Как некрасивы слова «Интернационализм», «Космополитизм» но суть их – открытая душа. Все приемлет, всех примет. Вот это, – здесь моя пропажа. Да не подобрать… а может быть это - лишь звон от упавшего на твои мостовые, Прага?
В сумерках мы вышли к Карлову мосту. Спустились на горевшую золотом первой осени и Мальтийских крестов Кампу. – Здравствуй, Рыцарь. Зазвенели брызги вытесненные монеткой – плюх! Потом еще раз – это Тошка послал за моей монеткой свою.
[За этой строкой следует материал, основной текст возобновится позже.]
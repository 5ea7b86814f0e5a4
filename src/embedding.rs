//! Average-embedding aggregation
//!
//! Independent consumer of the flattened table: for each participant, trials
//! with a recognized response category (positive / negative / uncertain)
//! contribute their stimulus's embedding vector to a per-category running
//! sum, and the per-category averages combine into one composite score.
//!
//! The embedding store is external: one fixed-length numeric vector per
//! stimulus, keyed by the stimulus file stem. A missing vector is logged and
//! that trial skipped; it never fails the run.

use crate::error::PipelineError;
use crate::table::Table;
use crate::types::COL_CONDITION;
use std::collections::HashMap;
use std::fs;
use std::path::{Path, PathBuf};
use tracing::warn;

/// Response category of one trial.
#[derive(Debug, Clone, Copy, PartialEq, Eq, Hash)]
pub enum ResponseCategory {
    Positive,
    Negative,
    Uncertain,
}

/// Label and key-code rules mapping a response to its category.
///
/// The label is checked before the key code; that first-match order is the
/// de facto contract where the two overlap.
#[derive(Debug, Clone, PartialEq)]
pub struct CategoryRules {
    labels: Vec<(String, ResponseCategory)>,
    key_codes: Vec<(i64, ResponseCategory)>,
}

impl Default for CategoryRules {
    /// Rules of the diagnosis-judgment task: `MDD` / `no MDD` / `not sure`,
    /// with the f / j / space key codes as fallback.
    fn default() -> Self {
        Self {
            labels: vec![
                ("MDD".to_string(), ResponseCategory::Positive),
                ("no MDD".to_string(), ResponseCategory::Negative),
                ("not sure".to_string(), ResponseCategory::Uncertain),
            ],
            key_codes: vec![
                (70, ResponseCategory::Positive),
                (74, ResponseCategory::Negative),
                (32, ResponseCategory::Uncertain),
            ],
        }
    }
}

impl CategoryRules {
    pub fn new(
        labels: Vec<(String, ResponseCategory)>,
        key_codes: Vec<(i64, ResponseCategory)>,
    ) -> Self {
        Self { labels, key_codes }
    }

    fn classify(&self, label: Option<&str>, key_code: Option<i64>) -> Option<ResponseCategory> {
        if let Some(label) = label {
            if let Some((_, cat)) = self.labels.iter().find(|(l, _)| l == label) {
                return Some(*cat);
            }
        }
        if let Some(code) = key_code {
            if let Some((_, cat)) = self.key_codes.iter().find(|(c, _)| *c == code) {
                return Some(*cat);
            }
        }
        None
    }
}

/// Per-condition category rules with a shared default.
#[derive(Debug, Clone, Default, PartialEq)]
pub struct CategoryMap {
    default: CategoryRules,
    by_condition: HashMap<String, CategoryRules>,
}

impl CategoryMap {
    pub fn with_default(default: CategoryRules) -> Self {
        Self {
            default,
            by_condition: HashMap::new(),
        }
    }

    /// Override the rules for one condition.
    pub fn set_condition(&mut self, condition: impl Into<String>, rules: CategoryRules) {
        self.by_condition.insert(condition.into(), rules);
    }

    pub fn classify(
        &self,
        condition: Option<&str>,
        label: Option<&str>,
        key_code: Option<i64>,
    ) -> Option<ResponseCategory> {
        let rules = condition
            .and_then(|c| self.by_condition.get(c))
            .unwrap_or(&self.default);
        rules.classify(label, key_code)
    }
}

/// External keyed store of stimulus embedding vectors.
pub trait EmbeddingStore {
    /// Look up the vector for a stimulus key; `Ok(None)` when absent.
    fn vector(&self, key: &str) -> Result<Option<Vec<f64>>, PipelineError>;
}

/// Directory-backed store: one JSON number array per `<key>.<extension>` file,
/// read individually per lookup.
pub struct DirEmbeddingStore {
    dir: PathBuf,
    extension: String,
}

impl DirEmbeddingStore {
    pub fn new(dir: impl Into<PathBuf>) -> Self {
        Self {
            dir: dir.into(),
            extension: "json".to_string(),
        }
    }

    pub fn with_extension(mut self, extension: impl Into<String>) -> Self {
        self.extension = extension.into();
        self
    }
}

impl EmbeddingStore for DirEmbeddingStore {
    fn vector(&self, key: &str) -> Result<Option<Vec<f64>>, PipelineError> {
        let path = self.dir.join(format!("{key}.{}", self.extension));
        if !path.exists() {
            return Ok(None);
        }
        let raw = fs::read_to_string(&path)?;
        let vector: Vec<f64> = serde_json::from_str(&raw).map_err(|e| {
            PipelineError::Embedding(format!("bad vector file {}: {e}", path.display()))
        })?;
        Ok(Some(vector))
    }
}

/// Per-participant category averages and composite score.
#[derive(Debug, Clone, PartialEq)]
pub struct ParticipantEmbedding {
    pub participant_id: String,
    pub positive: Option<Vec<f64>>,
    pub negative: Option<Vec<f64>>,
    pub uncertain: Option<Vec<f64>>,
    /// Scalar mean of the element-wise positive - negative + uncertain
    /// vector; `None` unless all three category averages are defined.
    pub composite: Option<f64>,
}

/// Running sum and count for one (participant, category) cell. Scoped to a
/// single aggregation call; there is no process-wide accumulation state.
#[derive(Debug, Default)]
struct Accumulator {
    sum: Vec<f64>,
    count: usize,
}

impl Accumulator {
    fn add(&mut self, vector: &[f64]) -> bool {
        if self.count == 0 {
            self.sum = vector.to_vec();
            self.count = 1;
            return true;
        }
        if vector.len() != self.sum.len() {
            return false;
        }
        for (slot, v) in self.sum.iter_mut().zip(vector) {
            *slot += v;
        }
        self.count += 1;
        true
    }

    fn average(&self) -> Option<Vec<f64>> {
        (self.count > 0).then(|| {
            self.sum
                .iter()
                .map(|v| v / self.count as f64)
                .collect()
        })
    }
}

/// Average the stimulus embeddings per participant and response category.
///
/// The table may be pre- or post-filter; the caller chooses. Rows without a
/// recognized response category are ignored; rows whose stimulus has no
/// stored vector are logged and skipped.
pub fn average_embeddings(
    table: &Table,
    store: &dyn EmbeddingStore,
    categories: &CategoryMap,
) -> Result<Vec<ParticipantEmbedding>, PipelineError> {
    let mut accumulators: HashMap<(String, ResponseCategory), Accumulator> = HashMap::new();

    for row in 0..table.len() {
        let Some(id) = table.participant_of(row) else {
            continue;
        };
        let condition = table.value(row, COL_CONDITION).and_then(|v| v.as_str());
        let label = table.value(row, "response_label").and_then(|v| v.as_str());
        let key_code = table.value(row, "key_press").and_then(|v| v.as_i64());
        let Some(category) = categories.classify(condition, label, key_code) else {
            continue;
        };
        let Some(stimulus) = table.value(row, "stimulus").and_then(|v| v.as_str()) else {
            continue;
        };
        let Some(key) = stimulus_stem(stimulus) else {
            continue;
        };
        let Some(vector) = store.vector(key)? else {
            warn!("no embedding vector for stimulus {key}, skipping trial");
            continue;
        };
        let slot = accumulators
            .entry((id.to_string(), category))
            .or_default();
        if !slot.add(&vector) {
            warn!(
                "dimension mismatch for stimulus {key} ({} vs {}), skipping trial",
                vector.len(),
                slot.sum.len()
            );
        }
    }

    let mut out = Vec::new();
    for id in table.participant_ids() {
        let average_of = |cat: ResponseCategory| -> Option<Vec<f64>> {
            accumulators
                .get(&(id.clone(), cat))
                .and_then(Accumulator::average)
        };
        let positive = average_of(ResponseCategory::Positive);
        let negative = average_of(ResponseCategory::Negative);
        let uncertain = average_of(ResponseCategory::Uncertain);
        let composite = match (&positive, &negative, &uncertain) {
            (Some(p), Some(n), Some(u))
                if !p.is_empty() && p.len() == n.len() && p.len() == u.len() =>
            {
                let sum: f64 = p
                    .iter()
                    .zip(n)
                    .zip(u)
                    .map(|((p, n), u)| p - n + u)
                    .sum();
                Some(sum / p.len() as f64)
            }
            _ => None,
        };
        out.push(ParticipantEmbedding {
            participant_id: id,
            positive,
            negative,
            uncertain,
            composite,
        });
    }
    Ok(out)
}

/// File stem of a stimulus path: `src/images/main/3.jpg` -> `3`.
fn stimulus_stem(stimulus: &str) -> Option<&str> {
    Path::new(stimulus).file_stem().and_then(|s| s.to_str())
}
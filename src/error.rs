//! Error types for trialsift

use thiserror::Error;

/// Errors that abort a pipeline run.
///
/// Per-row problems (malformed trial JSON, an unparseable survey payload, a
/// missing embedding file) are not represented here: they are logged and the
/// offending row or trial is skipped. Only store and export failures escalate.
#[derive(Debug, Error)]
pub enum PipelineError {
    #[error("Store error: {0}")]
    Store(#[from] rusqlite::Error),

    #[error("Invalid JSON: {0}")]
    Json(#[from] serde_json::Error),

    #[error("Export failed: {0}")]
    Io(#[from] std::io::Error),

    #[error("Missing required column: {0}")]
    MissingColumn(String),

    #[error("Embedding store error: {0}")]
    Embedding(String),
}
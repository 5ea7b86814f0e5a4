//! Table assembly
//!
//! Collects flattened trial records into a single table whose column set is
//! the union of all fields seen across records. Assembly is an explicit two
//! passes: the first collects columns in first-seen order, the second
//! materializes rows with nulls for absent fields, keeping memory use and
//! column order deterministic.
//!
//! Only a small allow-list of timing columns is coerced to native numbers,
//! and only when every value in the column parses; identifier-like columns
//! are deliberately excluded so large ids never take a float round-trip.

use crate::types::{TrialRecord, TrialValue, COL_PARTICIPANT};
use std::collections::{HashMap, HashSet};
use tracing::debug;

/// Columns eligible for whole-column numeric coercion.
pub const NUMERIC_COLUMNS: [&str; 3] = ["rt", "time_elapsed", "total_time"];

/// Ordered columns × rows; missing cells are `Null`.
#[derive(Debug, Clone, Default, PartialEq)]
pub struct Table {
    columns: Vec<String>,
    rows: Vec<Vec<TrialValue>>,
}

impl Table {
    /// Assemble a table from flattened records.
    ///
    /// Pass one collects the column union in first-seen order; pass two
    /// materializes each record against that column set. The timing
    /// allow-list is then coerced column-wise.
    pub fn assemble(records: Vec<TrialRecord>) -> Table {
        let mut columns: Vec<String> = Vec::new();
        let mut seen: HashSet<String> = HashSet::new();
        for record in &records {
            for (name, _) in record.iter() {
                if seen.insert(name.to_string()) {
                    columns.push(name.to_string());
                }
            }
        }

        let index: HashMap<&str, usize> = columns
            .iter()
            .enumerate()
            .map(|(i, name)| (name.as_str(), i))
            .collect();

        let mut rows = Vec::with_capacity(records.len());
        for record in records {
            let mut row = vec![TrialValue::Null; columns.len()];
            for (name, value) in record.iter() {
                row[index[name]] = value.clone();
            }
            rows.push(row);
        }

        let mut table = Table { columns, rows };
        table.coerce_numeric_columns();
        table
    }

    /// Attempt whole-column numeric coercion for each allow-listed column.
    ///
    /// All-or-nothing per column: one unparseable non-null cell (or one
    /// protected digit string) abandons the column, leaving every cell as-is.
    fn coerce_numeric_columns(&mut self) {
        for name in NUMERIC_COLUMNS {
            let Some(col) = self.column_index(name) else {
                continue;
            };
            let mut coerced: Vec<Option<TrialValue>> = Vec::with_capacity(self.rows.len());
            let mut ok = true;
            for row in &self.rows {
                match &row[col] {
                    TrialValue::Null => coerced.push(None),
                    already @ TrialValue::Number(_) => coerced.push(Some(already.clone())),
                    cell => match cell
                        .as_f64()
                        .and_then(serde_json::Number::from_f64)
                    {
                        Some(n) => coerced.push(Some(TrialValue::Number(n))),
                        None => {
                            ok = false;
                            break;
                        }
                    },
                }
            }
            if !ok {
                debug!("leaving column {name} uncoerced");
                continue;
            }
            for (row, value) in self.rows.iter_mut().zip(coerced) {
                if let Some(v) = value {
                    row[col] = v;
                }
            }
        }
    }

    pub fn columns(&self) -> &[String] {
        &self.columns
    }

    pub fn rows(&self) -> &[Vec<TrialValue>] {
        &self.rows
    }

    pub fn len(&self) -> usize {
        self.rows.len()
    }

    pub fn is_empty(&self) -> bool {
        self.rows.is_empty()
    }

    pub fn column_index(&self, name: &str) -> Option<usize> {
        self.columns.iter().position(|c| c == name)
    }

    /// Cell at (row, column name); `None` when the column does not exist.
    pub fn value(&self, row: usize, column: &str) -> Option<&TrialValue> {
        let col = self.column_index(column)?;
        self.rows.get(row).map(|r| &r[col])
    }

    /// Participant id of one row, when present and textual.
    pub fn participant_of(&self, row: usize) -> Option<&str> {
        self.value(row, COL_PARTICIPANT)?.as_str()
    }

    /// Unique participant ids in first-seen row order.
    pub fn participant_ids(&self) -> Vec<String> {
        let mut seen = HashSet::new();
        let mut out = Vec::new();
        for row in 0..self.rows.len() {
            if let Some(id) = self.participant_of(row) {
                if seen.insert(id.to_string()) {
                    out.push(id.to_string());
                }
            }
        }
        out
    }

    /// Participant ids as a set.
    pub fn participant_set(&self) -> HashSet<String> {
        self.participant_ids().into_iter().collect()
    }

    /// A new table containing only rows whose participant id is in `keep`.
    /// Filters can only remove participants, never add them.
    pub fn restrict_to(&self, keep: &HashSet<String>) -> Table {
        let rows = self
            .rows
            .iter()
            .enumerate()
            .filter(|(i, _)| {
                self.participant_of(*i)
                    .is_some_and(|id| keep.contains(id))
            })
            .map(|(_, row)| row.clone())
            .collect();
        Table {
            columns: self.columns.clone(),
            rows,
        }
    }
}

#[cfg(test)]
mod tests {
    use super::*;
    use crate::types::TrialRecord;
    use pretty_assertions::assert_eq;

    fn record(fields: &[(&str, TrialValue)]) -> TrialRecord {
        let mut r = TrialRecord::new();
        for (k, v) in fields {
            r.insert(*k, v.clone());
        }
        r
    }

    fn text(s: &str) -> TrialValue {
        TrialValue::Text(s.to_string())
    }

    fn num(s: &str) -> TrialValue {
        TrialValue::Number(serde_json::from_str(s).unwrap())
    }

    #[test]
    fn test_column_union_first_seen_order() {
        let table = Table::assemble(vec![
            record(&[(COL_PARTICIPANT, text("w1")), ("rt", num("500"))]),
            record(&[(COL_PARTICIPANT, text("w1")), ("stimulus", text("3.jpg"))]),
        ]);
        assert_eq!(table.columns(), &["participant_id", "rt", "stimulus"]);
        assert_eq!(table.value(0, "stimulus"), Some(&TrialValue::Null));
        assert_eq!(table.value(1, "rt"), Some(&TrialValue::Null));
    }

    #[test]
    fn test_numeric_column_coerced_when_clean() {
        let table = Table::assemble(vec![
            record(&[(COL_PARTICIPANT, text("w1")), ("rt", text("512"))]),
            record(&[(COL_PARTICIPANT, text("w1")), ("rt", num("433"))]),
        ]);
        assert_eq!(table.value(0, "rt").unwrap().as_f64(), Some(512.0));
        assert!(matches!(table.value(0, "rt"), Some(TrialValue::Number(_))));
    }

    #[test]
    fn test_numeric_coercion_abandoned_on_one_bad_cell() {
        let table = Table::assemble(vec![
            record(&[(COL_PARTICIPANT, text("w1")), ("rt", text("512"))]),
            record(&[(COL_PARTICIPANT, text("w1")), ("rt", text("n/a"))]),
        ]);
        // No partial coercion: the clean cell stays text too.
        assert_eq!(table.value(0, "rt"), Some(&text("512")));
        assert_eq!(table.value(1, "rt"), Some(&text("n/a")));
    }

    #[test]
    fn test_protected_digits_block_coercion() {
        let table = Table::assemble(vec![record(&[
            (COL_PARTICIPANT, text("w1")),
            ("total_time", text("123456789012345")),
        ])]);
        assert_eq!(
            table.value(0, "total_time"),
            Some(&text("123456789012345"))
        );
    }

    #[test]
    fn test_nulls_survive_coercion() {
        let table = Table::assemble(vec![
            record(&[(COL_PARTICIPANT, text("w1")), ("rt", num("100"))]),
            record(&[(COL_PARTICIPANT, text("w1")), ("stimulus", text("x"))]),
        ]);
        assert_eq!(table.value(1, "rt"), Some(&TrialValue::Null));
    }

    #[test]
    fn test_restrict_to_subset() {
        let table = Table::assemble(vec![
            record(&[(COL_PARTICIPANT, text("w1"))]),
            record(&[(COL_PARTICIPANT, text("w2"))]),
            record(&[(COL_PARTICIPANT, text("w1"))]),
        ]);
        let keep: std::collections::HashSet<_> = ["w1".to_string()].into();
        let restricted = table.restrict_to(&keep);
        assert_eq!(restricted.len(), 2);
        assert_eq!(restricted.participant_ids(), vec!["w1".to_string()]);
    }
}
Оскалыбился в довольной улыбке верный лев у ног Рыцаря и лег на речную рябь – блик от волшебного меча.
«В воду пропуск
Вольный. Розам – цвесть…» (МЦ)
Ах, как пахли розы в сумерках, с витых балкончиков дома «У Чертовки»
Летела на метле золотая ведьма на флюгере, золотом – крошил закат на Влтаву.
Сыпались первые осенние листья и путались в огненной Тошкиной гриве.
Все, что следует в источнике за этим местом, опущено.